Enhancing thermoelectric performance of PEDOT: PSS: A review of treatment and nanocomposite strategies

Abstract

Thermoelectric (TE) materials have garnered significant attention in recent years due to their potential for converting waste heat into usable electricity. However, traditional TE materials are plagued by limitations such as low energy efficiency, toxicity, and high temperature requirements for synthesis. Consequently, researchers have turned their focus to organic conducting polymers, specifically poly(3,4-ethylenedioxythiophene): poly(styrenesulfonate) (PEDOT: PSS), due to their high electrical conductivity, processability, stability, and flexibility. This review provides a detailed examination of recent advancements in boosting the TE performance of PEDOT: PSS. It focuses on two key strategies: innovative chemical treatments and nanocomposite approaches.
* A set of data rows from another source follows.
//! crates/study_notes_core/src/ports.rs
//!
//! Defines the service contracts (traits) for the application's core logic.
//! These traits form the boundary to the persistence collaborator: auth provider,
//! object store and the two tables. Any backend satisfying them is interchangeable.

use async_trait::async_trait;
use bytes::Bytes;
use futures::Stream;
use std::pin::Pin;
use tokio::sync::broadcast;
use uuid::Uuid;

use crate::domain::{AuthSession, FavoriteMark, FavoriteRow, NewNote, Note, SessionEvent, SignUpProfile};

//=========================================================================================
// Generic Port Error and Result Types
//=========================================================================================

/// A generic error type for all port operations.
/// This abstracts away the specific errors from external services (e.g., database, network).
#[derive(Debug, Clone, PartialEq, Eq, thiserror::Error)]
pub enum PortError {
    #[error("Item not found: {0}")]
    NotFound(String),
    /// The collaborator refused the request; the message is meant for the user.
    #[error("{0}")]
    Rejected(String),
    #[error("Unauthorized")]
    Unauthorized,
    #[error("An unexpected error occurred: {0}")]
    Unexpected(String),
}

/// A convenience type alias for `Result<T, PortError>`.
pub type PortResult<T> = Result<T, PortError>;

/// Stream of session notifications handed out by [`AuthProvider::session_changes`].
pub type SessionEventStream = Pin<Box<dyn Stream<Item = SessionEvent> + Send>>;

/// Adapts a broadcast receiver into a [`SessionEventStream`].
///
/// Lagged receivers skip the missed events and keep listening; the stream ends
/// once every sender is dropped.
pub fn session_event_stream(rx: broadcast::Receiver<SessionEvent>) -> SessionEventStream {
    Box::pin(futures::stream::unfold(rx, |mut rx| async move {
        loop {
            match rx.recv().await {
                Ok(event) => return Some((event, rx)),
                Err(broadcast::error::RecvError::Lagged(_)) => continue,
                Err(broadcast::error::RecvError::Closed) => return None,
            }
        }
    }))
}

//=========================================================================================
// Service Ports (Traits)
//=========================================================================================

#[async_trait]
pub trait AuthProvider: Send + Sync {
    /// Returns the session established earlier, if it is still valid.
    async fn current_session(&self) -> PortResult<Option<AuthSession>>;

    /// Subscribes to sign-in, sign-out and expiry notifications.
    fn session_changes(&self) -> SessionEventStream;

    /// Registers a new account. The account stays unusable until the e-mail
    /// address is verified, so no session is returned.
    async fn sign_up(&self, email: &str, password: &str, profile: &SignUpProfile) -> PortResult<()>;

    async fn sign_in_with_password(&self, email: &str, password: &str) -> PortResult<AuthSession>;

    async fn sign_out(&self) -> PortResult<()>;
}

#[async_trait]
pub trait ObjectStore: Send + Sync {
    async fn store(&self, object_name: &str, bytes: Bytes, content_type: Option<&str>) -> PortResult<()>;

    /// The publicly resolvable address of a stored object.
    fn public_url(&self, object_name: &str) -> String;

    async fn remove(&self, object_name: &str) -> PortResult<()>;
}

#[async_trait]
pub trait NoteTable: Send + Sync {
    /// Every note, newest `created_at` first.
    async fn list_newest_first(&self) -> PortResult<Vec<Note>>;

    async fn get(&self, id: Uuid) -> PortResult<Note>;

    async fn insert(&self, note: NewNote) -> PortResult<Note>;

    async fn delete(&self, id: Uuid) -> PortResult<()>;
}

#[async_trait]
pub trait FavoriteTable: Send + Sync {
    /// All marks of one user, each joined with its note when it still exists.
    async fn list_for_user(&self, user_id: Uuid) -> PortResult<Vec<FavoriteRow>>;

    async fn insert(&self, mark: FavoriteMark) -> PortResult<()>;

    async fn delete(&self, mark: FavoriteMark) -> PortResult<()>;
}
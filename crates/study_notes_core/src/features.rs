//! crates/study_notes_core/src/features.rs
//!
//! Describes which parts of the notes screen are switched on. A single
//! parameterized screen covers every deployment variant.

use std::str::FromStr;

use crate::category::Category;

/// Where favorite marks live.
#[derive(Debug, Clone, Copy, PartialEq, Eq, Default)]
pub enum FavoritesMode {
    /// No favorite toggles at all.
    Disabled,
    /// Marks are kept in memory only and vanish on reload. No sign-in needed.
    Local,
    /// Marks are mirrored to the favorites table. Requires a signed-in user.
    #[default]
    Synced,
}

#[derive(Debug, Clone, PartialEq, Eq, thiserror::Error)]
#[error("unknown favorites mode '{0}', expected one of: disabled, local, synced")]
pub struct UnknownFavoritesMode(pub String);

impl FromStr for FavoritesMode {
    type Err = UnknownFavoritesMode;

    fn from_str(s: &str) -> Result<Self, Self::Err> {
        match s.trim().to_ascii_lowercase().as_str() {
            "disabled" | "off" => Ok(FavoritesMode::Disabled),
            "local" => Ok(FavoritesMode::Local),
            "synced" => Ok(FavoritesMode::Synced),
            other => Err(UnknownFavoritesMode(other.to_string())),
        }
    }
}

#[derive(Debug, Clone, Copy, PartialEq, Eq)]
pub struct FeatureConfig {
    pub favorites: FavoritesMode,
    /// Shows the upload form and delete buttons to admins.
    pub admin_panel: bool,
    /// Offers a `Favorites` entry in the category selector.
    pub favorites_category: bool,
}

impl Default for FeatureConfig {
    fn default() -> Self {
        Self {
            favorites: FavoritesMode::Synced,
            admin_panel: true,
            favorites_category: true,
        }
    }
}

impl FeatureConfig {
    /// The categories the selector offers, in display order.
    pub fn categories(&self) -> Vec<Category> {
        let mut categories = vec![Category::All];
        categories.extend(Category::SUBJECTS);
        if self.offers_favorites_category() {
            categories.push(Category::Favorites);
        }
        categories
    }

    pub fn offers(&self, category: Category) -> bool {
        category != Category::Favorites || self.offers_favorites_category()
    }

    fn offers_favorites_category(&self) -> bool {
        self.favorites_category && self.favorites != FavoritesMode::Disabled
    }
}

#[cfg(test)]
mod tests {
    use super::*;

    #[test]
    fn test_default_offers_every_category() {
        let categories = FeatureConfig::default().categories();
        assert_eq!(categories.first(), Some(&Category::All));
        assert_eq!(categories.last(), Some(&Category::Favorites));
        assert_eq!(categories.len(), 6);
    }

    #[test]
    fn test_disabled_favorites_hides_category() {
        let features = FeatureConfig {
            favorites: FavoritesMode::Disabled,
            ..FeatureConfig::default()
        };
        assert!(!features.offers(Category::Favorites));
        assert!(features.offers(Category::Physics));
        assert!(!features.categories().contains(&Category::Favorites));
    }

    #[test]
    fn test_parse_favorites_mode() {
        assert_eq!("Local".parse::<FavoritesMode>().unwrap(), FavoritesMode::Local);
        assert_eq!("off".parse::<FavoritesMode>().unwrap(), FavoritesMode::Disabled);
        assert!("cloud".parse::<FavoritesMode>().is_err());
    }
}
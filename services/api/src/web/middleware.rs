//! services/api/src/web/middleware.rs
//!
//! Authentication middleware for protecting routes.

use axum::{
    extract::{Request, State},
    http::{header, HeaderMap},
    middleware::Next,
    response::Response,
    Extension,
};
use std::sync::Arc;
use study_notes_core::AuthSession;
use tracing::warn;

use crate::error::HttpError;
use crate::web::state::AppState;

pub const SESSION_COOKIE: &str = "session";

/// Reads the login session id from the `session` cookie.
pub fn session_id_from_headers(headers: &HeaderMap) -> Option<String> {
    headers
        .get_all(header::COOKIE)
        .iter()
        .filter_map(|v| v.to_str().ok())
        .flat_map(|v| v.split(';'))
        .find_map(|c| {
            let (name, value) = c.trim().split_once('=')?;
            (name == SESSION_COOKIE && !value.is_empty()).then(|| value.to_string())
        })
}

/// Resolves the session cookie to a live login session, if there is one.
pub async fn optional_session(state: &AppState, headers: &HeaderMap) -> Option<AuthSession> {
    let session_id = session_id_from_headers(headers)?;
    match state.accounts.session(&session_id).await {
        Ok(session) => Some(session),
        Err(e) => {
            warn!(error = %e, "Ignoring unusable session cookie");
            None
        }
    }
}

/// Middleware that validates the auth session cookie.
///
/// If valid, inserts the `AuthSession` into request extensions for handlers to use.
/// If invalid or missing, returns 401 Unauthorized.
pub async fn require_auth(
    State(state): State<Arc<AppState>>,
    mut req: Request,
    next: Next,
) -> Result<Response, HttpError> {
    let session_id = session_id_from_headers(req.headers())
        .ok_or_else(|| HttpError::Unauthorized("Authentication required".to_string()))?;

    let session = state.accounts.session(&session_id).await.map_err(|e| {
        warn!(error = %e, "Failed to validate auth session");
        HttpError::Unauthorized("Session not found or expired".to_string())
    })?;

    req.extensions_mut().insert(session);
    Ok(next.run(req).await)
}

/// Middleware for note management routes. Must run after [`require_auth`].
pub async fn require_admin(
    State(state): State<Arc<AppState>>,
    Extension(session): Extension<AuthSession>,
    req: Request,
    next: Next,
) -> Result<Response, HttpError> {
    if !state.features().admin_panel {
        return Err(HttpError::Forbidden("Note management is disabled".to_string()));
    }
    if !session.identity.is_admin() {
        warn!(user_id = %session.identity.user_id, "Non-admin attempted note management");
        return Err(HttpError::Forbidden("Only admins can manage notes".to_string()));
    }
    Ok(next.run(req).await)
}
By dissecting the mechanisms, processing techniques, and resultant performance improvements, this review brings a unique perspective to the PEDOT: PSS field. Interestingly, there's a notable lack of dedicated reviews exploring the enhancement of the PEDOT: PSS's TE performance through chemical treatments, whilst the growing popularity of nanocomposite strategies underscores the need for a timely overview. This review bridges both gaps, offering valuable insights. Furthermore, the review also looks ahead, suggesting important areas for future research. These include augmenting carrier mobility, fine-tuning polymer architecture, optimizing doping levels, and formulating economically viable and scalable methodologies for synthesizing nanocomposites. Considering its relevance today, this paper has the potential to be a useful resource for researchers exploring the changing field of thermoelectric advancements.